IP telephony vs. Traditional Telecom Systems

- Different technologies, different services!-

 

A large shift is underway in the telecommunications industry; many customers are transitioning from traditional telephone systems or Analog Communications [1] to Internet packet-based networks or VoIP.

 

Technologies - such as Voice Over Internet Protocols or cyber telephony - are with no single doubt the next generation of communications providers. End users can easily benefit from end-to-end connectivity to every data-networking device available, benefiting from both good voice quality and reasonable rates.

 

The lack of a special regulatory framework regarding this new technology is making governments and judicial bodies as well as law enforcing authorities facing the unknown. But, in order to regulate VoIP, regulators should at first know how to make the difference between what’s analog system and voice-data; they’ve to understand also what Internet Protocols (IP) consist of.

 

A voice-over-Internet protocol (VoIP) application meets the challenges of combining legacy voice networks and packet networks by allowing both voice and signaling information to be transported over the packet network. It specifies both a technology and a service. The technology is Internet protocols (IP) and the service is voice-data transmission. The migration of voice telecommunications services to the Internet has become a primary focus for the telecommunications industry [2].

 

However, this new technology poses challenges for regulators and hence for judicial bodies themselves, because they do not fit neatly within the regulatory model of traditional Telecom regulations due to differences in the technological process. 
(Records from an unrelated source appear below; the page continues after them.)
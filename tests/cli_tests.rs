//! E2E tests for linkwalk CLI

#![allow(deprecated)] // cargo_bin deprecation - will update when assert_cmd stabilizes replacement

use assert_cmd::Command;
use predicates::prelude::*;
use wiremock::matchers::{method, path};
use wiremock::{Mock, MockServer, ResponseTemplate};

fn linkwalk() -> Command {
    Command::cargo_bin("linkwalk").unwrap()
}

#[test]
fn test_help() {
    linkwalk()
        .arg("--help")
        .assert()
        .success()
        .stdout(predicate::str::contains("follow"))
        .stdout(predicate::str::contains("links"))
        .stdout(predicate::str::contains("select"));
}

#[test]
fn test_version() {
    linkwalk()
        .arg("--version")
        .assert()
        .success()
        .stdout(predicate::str::contains("linkwalk"));
}

#[test]
fn test_follow_help() {
    linkwalk()
        .args(["follow", "--help"])
        .assert()
        .success()
        .stdout(predicate::str::contains("--filter"))
        .stdout(predicate::str::contains("--header"))
        .stdout(predicate::str::contains("--ns"));
}

#[test]
fn test_links_help() {
    linkwalk()
        .args(["links", "--help"])
        .assert()
        .success()
        .stdout(predicate::str::contains("--parallel"))
        .stdout(predicate::str::contains("--max-bytes"))
        .stdout(predicate::str::contains("--timeout"));
}

#[test]
fn test_select_help() {
    linkwalk()
        .args(["select", "--help"])
        .assert()
        .success()
        .stdout(predicate::str::contains("--via"))
        .stdout(predicate::str::contains("--format"));
}

#[test]
fn test_links_requires_url() {
    linkwalk().arg("links").assert().failure();
}

#[test]
fn test_unsupported_scheme() {
    linkwalk()
        .args(["follow", "ftp://example.com/root", "next"])
        .assert()
        .failure()
        .stderr(predicate::str::contains("unsupported URL scheme"));
}

#[test]
fn test_bad_header_flag() {
    linkwalk()
        .args(["follow", "http://example.com/", "next", "-H", "no-colon"])
        .assert()
        .failure();
}

#[tokio::test(flavor = "multi_thread")]
async fn test_follow_against_server() {
    let server = MockServer::start().await;
    Mock::given(method("GET"))
        .and(path("/root"))
        .respond_with(ResponseTemplate::new(200).insert_header("Link", r#"</page/2>; rel="next""#))
        .mount(&server)
        .await;
    Mock::given(method("GET"))
        .and(path("/page/2"))
        .respond_with(ResponseTemplate::new(200).insert_header("Link", r#"</root>; rel="prev""#))
        .mount(&server)
        .await;

    linkwalk()
        .args(["follow", &format!("{}/root", server.uri()), "next", "prev"])
        .assert()
        .success()
        .stdout(predicate::str::contains(r#""rel": "next""#))
        .stdout(predicate::str::contains(format!(
            r#""url": "{}/root""#,
            server.uri()
        )));
}

#[tokio::test(flavor = "multi_thread")]
async fn test_select_against_server() {
    let server = MockServer::start().await;
    Mock::given(method("GET"))
        .and(path("/feed"))
        .respond_with(ResponseTemplate::new(200).set_body_raw(
            r#"<feed xmlns="http://www.w3.org/2005/Atom"><entry><title>One</title></entry><entry><title>Two</title></entry></feed>"#,
            "application/atom+xml",
        ))
        .mount(&server)
        .await;

    linkwalk()
        .args([
            "select",
            &format!("{}/feed", server.uri()),
            "//a:entry/a:title",
            "--ns",
            "a=http://www.w3.org/2005/Atom",
            "-f",
            "yaml",
        ])
        .assert()
        .success()
        .stdout(predicate::str::contains("count: 2"))
        .stdout(predicate::str::contains("- One"))
        .stdout(predicate::str::contains("- Two"));
}

#[tokio::test(flavor = "multi_thread")]
async fn test_links_against_server() {
    let server = MockServer::start().await;
    Mock::given(method("GET"))
        .and(path("/feed"))
        .respond_with(
            ResponseTemplate::new(200)
                .insert_header("Link", r#"</feed?page=2>; rel="next""#)
                .set_body_raw(
                    r#"<feed xmlns="http://www.w3.org/2005/Atom"><link rel="self" href="/feed"/><entry><link rel="alternate" href="/entries/1"/></entry></feed>"#,
                    "application/atom+xml",
                ),
        )
        .mount(&server)
        .await;
    Mock::given(method("GET"))
        .and(path("/plain"))
        .respond_with(
            ResponseTemplate::new(200)
                .insert_header("Link", r#"</feed>; rel="up""#)
                .set_body_raw("plain body", "text/plain; charset=utf-8"),
        )
        .mount(&server)
        .await;

    let output = linkwalk()
        .args([
            "links".to_string(),
            format!("{}/feed", server.uri()),
            format!("{}/plain", server.uri()),
            "http://127.0.0.1:9/unreachable".to_string(),
        ])
        .output()
        .unwrap();
    assert!(output.status.success());

    let report: serde_json::Value = serde_json::from_slice(&output.stdout).unwrap();
    assert_eq!(report["total"], 3);
    assert_eq!(report["ok"], 2);
    assert_eq!(report["failed"], 1);

    let feed = &report["pages"][0];
    assert_eq!(feed["variant"], "structured");
    assert_eq!(feed["status"], 200);
    assert_eq!(feed["content_type"], "application/atom+xml");
    assert_eq!(feed["header_links"]["next"], "/feed?page=2");
    assert_eq!(
        feed["body_links"],
        serde_json::json!([
            {"rel": "self", "href": "/feed"},
            {"rel": "alternate", "href": "/entries/1"}
        ])
    );

    let plain = &report["pages"][1];
    assert_eq!(plain["variant"], "generic");
    assert_eq!(plain["charset"], "utf-8");
    assert_eq!(plain["header_links"]["up"], "/feed");
    assert!(plain.get("body_links").is_none());
    assert_eq!(plain["text"], "plain body");

    let down = &report["pages"][2];
    assert_eq!(down["ok"], false);
    assert!(down["err"].as_str().unwrap().contains("transport error"));
}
In many countries like in China [4] , Costa Rica [5], Belarus [6] South Africa [7]  and many others, data services are treated as illegal services and yet competitors to traditional Telecommunication services.

 

Courts in these countries are penalizing both the VoIP Company and the end user, and in most cases, when prepaid cards are bought from abroad, these courts like in Belarus [8] and China [9] are penalizing their own citizens (end users) and businessmen. 

 

Moreover, in its search for an appropriate regulatory framework for the VoIP services [10], the Canadian Radio-television and Telecommunications Commission (CRTC) went too far by considering that the provision of local VoIP service is most like traditional local phone service and that similar rules should therefore apply.  Unfortunately, this analogy even if it’s considered as a giant leap by not illegalizing data servicing, yet it is not a perfect fit.

 

The legal status of voice over internet protocol (VoIP) services depends on the decision whether to classify them as traditional telecommunications services or as information services. Should the Ministries of Telecoms decide on the former classification, that VoIP service providers will need to apply for licenses and to ensure that their operations comply with Telecom regulations as their counterparts in the traditional wire line telephony arena, or should VoIP be considered as a different service meaning searching for a different solution? .

 

In October 16, 2003 the U.S. District Court resolved this problem by issuing a Memorandum and Order considering that Vonage “is an information service provider[11], and that the Minnesota Public Utilities Commission MPUC cannot apply state laws that regulate telecommunications carriers to Vonage. The Court added that, "State regulation would effectively decimate Congress's mandate that the Internet remain unfettered by regulation."

 

 In fact what Voice over Internet Protocols (VoIP) provides is a service that uses Internet protocols to transmit voice-data packages via the Internet, which calls for a complete different technological process totally different from today’s telecommunications services knowing that data transmission is by way different from voice over traditional phone cables.

 

Nevertheless, law enforcement officials were afraid of not being capable to wiretap the new technology, the way they can wiretap conventional phones. The Federal Communications Commission (FCC) recently required VoIP operators to support CALEA [12] wiretap functionality [13].

 

        To conclude it is clear that both technological and legal natures of voice transmission via traditional telecommunication services differ from voice-data transmitted via Internet protocols as information packages known as VoIP. Title II of the American Telecommunications Act 47 U.S.C. § 230(b) has indeed distinguished telecommunications services from information services. The purpose of Title II is to regulate telecommunications services. Hence, VoIP services do not constitute a telecommunications service it consists of a data transmission via a broadband Internet connection. The question of VoIP and whether it should be regulated as a telephone service or left unregulated as a data service is still hotly debating.

 

Any law project regarding telecommunications must take into consideration the difference that lies between “information services” and Telecommunication Services” especially that we are getting into a new era where IP standard is by far the world's most popular network protocol. Public safety and law enforcement are to be taken into consideration but without strangling the efforts by over-regulating the nascent technology.

 

      In order to enhance their level of economic interaction between business people and the developed markets, countries and especially those from the so called third countries, are obliged to widely open their markets before international investments, especially when Internet and all related services are increasingly and progressively emerging the markets.  Banning VoIP has become nowadays an attempt to swim against the tide of technology and economical progress.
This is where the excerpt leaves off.